Macau prognosis: 2015 will suck donkeys, but 2016 will be ‘fantastic’

TAGs: China, Macau, Ministry of public security, unionpay

macau-best-worst-of-timesThe latest prognosis for Macau casinos is dire in the short term, much more healthy in the long run. Speaking at this week’s Global Gaming Expo (G2E) Asia 2015 press conference at Melco Crown Entertainment’s City of Dreams resort, CLSA analyst Aaron Fischer said he expects Macau’s Q1 gaming revenue will be “among the worst months on record.”

Fischer expects Q1 revenue to fall 29%, with February being particularly grim given comparisons with February 2014, which enjoyed a 40% revenue surge. Fischer expects a further 20% fall in Q2 before things start to pick up in H2 as new properties by Melco Crown and Galaxy Entertainment Group open up. That said, the damage will have already been done, leaving 2015’s annual take down around 9%.

However, Fischer says 2016 will be “a fantastic year” thanks to more new venues opening. Fischer believes 2016 will likely enjoy a 22% year-on-year revenue boost over 2015 but Fischer cautioned that anyone expecting a return to the “glory days” of 40-50% annual growth would be sorely disappointed.

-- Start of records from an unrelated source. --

//! Domain events raised by admin operations.

use parking_lot::Mutex;
use serde::{Deserialize, Serialize};
use storeadmin_catalog::prelude::*;

use crate::form::FormData;
use crate::tabs::ProductEditModel;

/// Something an admin operation changed.
#[derive(Debug, Clone, PartialEq, Serialize, Deserialize)]
#[serde(tag = "type", rename_all = "snake_case")]
pub enum AdminEvent {
    /// A product edit form was applied. Carries the bound model, the updated
    /// product and the raw posted form.
    ProductEdited {
        model: Box<ProductEditModel>,
        product: Box<Product>,
        form: FormData,
    },
    CombinationsCreated {
        product_id: ProductId,
        created: usize,
    },
    CombinationsDeleted {
        product_id: ProductId,
        deleted: usize,
    },
    BundleItemsAdded {
        bundle_product_id: ProductId,
        item_ids: Vec<BundleItemId>,
    },
    BundleItemUpdated {
        bundle_item_id: BundleItemId,
        filters: usize,
    },
}

impl AdminEvent {
    pub fn name(&self) -> &'static str {
        match self {
            AdminEvent::ProductEdited { .. } => "product_edited",
            AdminEvent::CombinationsCreated { .. } => "combinations_created",
            AdminEvent::CombinationsDeleted { .. } => "combinations_deleted",
            AdminEvent::BundleItemsAdded { .. } => "bundle_items_added",
            AdminEvent::BundleItemUpdated { .. } => "bundle_item_updated",
        }
    }
}

/// Receives admin events.
pub trait EventPublisher: Send + Sync {
    fn publish(&self, event: AdminEvent);
}

/// Keeps every published event in memory.
#[derive(Debug, Default)]
pub struct RecordingPublisher {
    events: Mutex<Vec<AdminEvent>>,
}

impl RecordingPublisher {
    pub fn new() -> Self {
        Self::default()
    }

    pub fn events(&self) -> Vec<AdminEvent> {
        self.events.lock().clone()
    }

    /// Remove and return the recorded events.
    pub fn take(&self) -> Vec<AdminEvent> {
        std::mem::take(&mut *self.events.lock())
    }

    pub fn len(&self) -> usize {
        self.events.lock().len()
    }

    pub fn is_empty(&self) -> bool {
        self.events.lock().is_empty()
    }
}

impl EventPublisher for RecordingPublisher {
    fn publish(&self, event: AdminEvent) {
        self.events.lock().push(event);
    }
}

/// Logs events through `tracing`.
#[derive(Debug, Default, Clone, Copy)]
pub struct TracingPublisher;

impl EventPublisher for TracingPublisher {
    fn publish(&self, event: AdminEvent) {
        match &event {
            AdminEvent::ProductEdited { product, .. } => {
                tracing::info!(event = event.name(), product_id = %product.id, "admin event");
            }
            AdminEvent::CombinationsCreated { product_id, created } => {
                tracing::info!(event = event.name(), %product_id, created, "admin event");
            }
            AdminEvent::CombinationsDeleted { product_id, deleted } => {
                tracing::info!(event = event.name(), %product_id, deleted, "admin event");
            }
            AdminEvent::BundleItemsAdded {
                bundle_product_id,
                item_ids,
            } => {
                tracing::info!(
                    event = event.name(),
                    %bundle_product_id,
                    items = item_ids.len(),
                    "admin event"
                );
            }
            AdminEvent::BundleItemUpdated {
                bundle_item_id,
                filters,
            } => {
                tracing::info!(event = event.name(), %bundle_item_id, filters, "admin event");
            }
        }
    }
}

#[cfg(test)]
mod tests {
    use super::*;

    #[test]
    fn test_recording_publisher() {
        let publisher = RecordingPublisher::new();
        publisher.publish(AdminEvent::CombinationsCreated {
            product_id: ProductId::new(1),
            created: 6,
        });
        assert_eq!(publisher.len(), 1);
        assert_eq!(publisher.take()[0].name(), "combinations_created");
        assert!(publisher.is_empty());
    }

    #[test]
    fn test_event_json_is_tagged() {
        let event = AdminEvent::CombinationsDeleted {
            product_id: ProductId::new(4),
            deleted: 2,
        };
        let json = serde_json::to_value(&event).unwrap();
        assert_eq!(json["type"], "combinations_deleted");
        assert_eq!(json["product_id"], 4);
    }
}
//! Newtype IDs for type-safe identifiers.
//!
//! Catalog rows are keyed by store-assigned integers. Wrapping them keeps a
//! `BundleItemId` from being passed where a `ProductId` is expected, which
//! matters here because admin forms carry several kinds of ids side by side.

use crate::CatalogError;
use serde::{Deserialize, Serialize};
use std::fmt;
use std::str::FromStr;

/// Macro to generate integer newtype ID structs.
macro_rules! define_id {
    ($name:ident, $kind:literal) => {
        #[doc = concat!("Identifier of a ", $kind, ".")]
        #[derive(
            Debug, Clone, Copy, Default, PartialEq, Eq, PartialOrd, Ord, Hash, Serialize,
            Deserialize,
        )]
        #[serde(transparent)]
        pub struct $name(i64);

        impl $name {
            /// Wrap a raw id.
            pub const fn new(id: i64) -> Self {
                Self(id)
            }

            /// Get the raw id.
            pub const fn get(&self) -> i64 {
                self.0
            }

            /// Whether this id has been assigned by a store (ids start at 1).
            pub const fn is_assigned(&self) -> bool {
                self.0 > 0
            }
        }

        impl fmt::Display for $name {
            fn fmt(&self, f: &mut fmt::Formatter<'_>) -> fmt::Result {
                write!(f, "{}", self.0)
            }
        }

        impl From<i64> for $name {
            fn from(id: i64) -> Self {
                Self(id)
            }
        }

        impl FromStr for $name {
            type Err = CatalogError;

            fn from_str(s: &str) -> Result<Self, Self::Err> {
                s.trim()
                    .parse::<i64>()
                    .map(Self)
                    .map_err(|_| CatalogError::InvalidId {
                        kind: $kind,
                        value: s.to_string(),
                    })
            }
        }
    };
}

define_id!(ProductId, "product");
define_id!(ProductAttributeId, "product attribute");
define_id!(VariantAttributeId, "variant attribute");
define_id!(AttributeValueId, "attribute value");
define_id!(CombinationId, "attribute combination");
define_id!(BundleItemId, "bundle item");
define_id!(BundleItemFilterId, "bundle item filter");
define_id!(DiscountId, "discount");
define_id!(StoreId, "store");
define_id!(CustomerRoleId, "customer role");
define_id!(TaxCategoryId, "tax category");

While casino operators will cheer a return to growth, Fischer says the upcoming casino concession renewal process could bring an increase in gaming revenue tax. Macau already has the region’s highest tax rate at 39%, but this may swell to 43%. If there’s any consolation, the first of these concession renewals doesn’t come due until 2020.

Fischer doesn’t expect any problems with the six current concessionaires getting their licenses renewed. Fischer said he’s heard rumors that Macau might issue a seventh concession to Macau Legend, which currently operates under a “service agreement” with concessionaire SJM Holdings, but Fischer nonetheless expects Macau regulators to maintain the status quo.

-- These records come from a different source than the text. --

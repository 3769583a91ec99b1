//! Catalog domain types for the StoreAdmin backend.
//!
//! This crate provides the entities the admin operations work on:
//!
//! - **Products**: general info, inventory, pricing, SEO, ACL and store mappings
//! - **Variant attributes**: attribute mappings and their selectable values
//! - **Combinations**: persisted attribute tuples with stock/price overrides
//! - **Bundles**: bundle items, their attribute filters and order snapshots
//! - **Attribute XML**: the canonical serialized form of an attribute selection
//!
//! # Example
//!
//! ```rust
//! use storeadmin_catalog::prelude::*;
//!
//! let mut selection = AttributeSelection::new();
//! selection.add_value(VariantAttributeId::new(2), "11");
//! selection.add_value(VariantAttributeId::new(1), "4");
//!
//! let xml = selection.to_xml().unwrap();
//! let parsed = AttributeSelection::from_xml(&xml).unwrap();
//! assert_eq!(parsed, selection);
//! ```

pub mod attribute_xml;
pub mod error;
pub mod ids;
pub mod money;

pub mod catalog;

pub use attribute_xml::AttributeSelection;
pub use error::CatalogError;
pub use ids::*;
pub use money::{Currency, Money};

/// Prelude for convenient imports.
pub mod prelude {
    pub use crate::attribute_xml::AttributeSelection;
    pub use crate::error::CatalogError;
    pub use crate::ids::*;
    pub use crate::money::{Currency, Money};

    pub use crate::catalog::{
        AttributeControlType, AttributeValueType, BackorderMode, BundleItemDiscount,
        BundleItemOrderData, BundleSettings, InventorySettings, ManageInventoryMethod, Product,
        ProductBundleItem, ProductBundleItemAttributeFilter, ProductType,
        ProductVariantAttribute, ProductVariantAttributeCombination,
        ProductVariantAttributeValue, SeoSettings, SpecialPrice, TierPrice,
    };
}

Fischer also suggested that there was “no chance at all” for any of the new Asian gaming jurisdictions to rival Macau’s market dominance, with the possible exception of Japan. Fischer referred to Japan as the “holy grail of opportunity” for casino operators, although he probably didn’t intend to imply that Japan’s likelihood of passing casino legislation was on par with the Monty Python knights’ chances of ever finding that mythical chalice.

On the more immediate horizon, China’s Ministry of Public Security will be in Macau over the next week to meet with Macau financial regulators and banking officials. The South China Morning Post reported that the aim is to hammer out the details of a “live monitoring system” for all money transfers made in Macau via China UnionPay bank cards. The Ministry’s Economic Crimes Investigation Bureau is spearheading the plan, part of Beijing’s efforts to track public officials who may have fled China along with millions of dollars in ill-gotten gains.

UnionPay became a focus of the authorities in both Beijing and Macau last summer following numerous reports of mobile swiping devices in use on Macau casino gaming floors. The devices had been configured so that cash withdrawals in Macau appeared as goods purchases made on the mainland, allowing gamblers to circumvent strict limits on the amount of funds that can be taken out of China.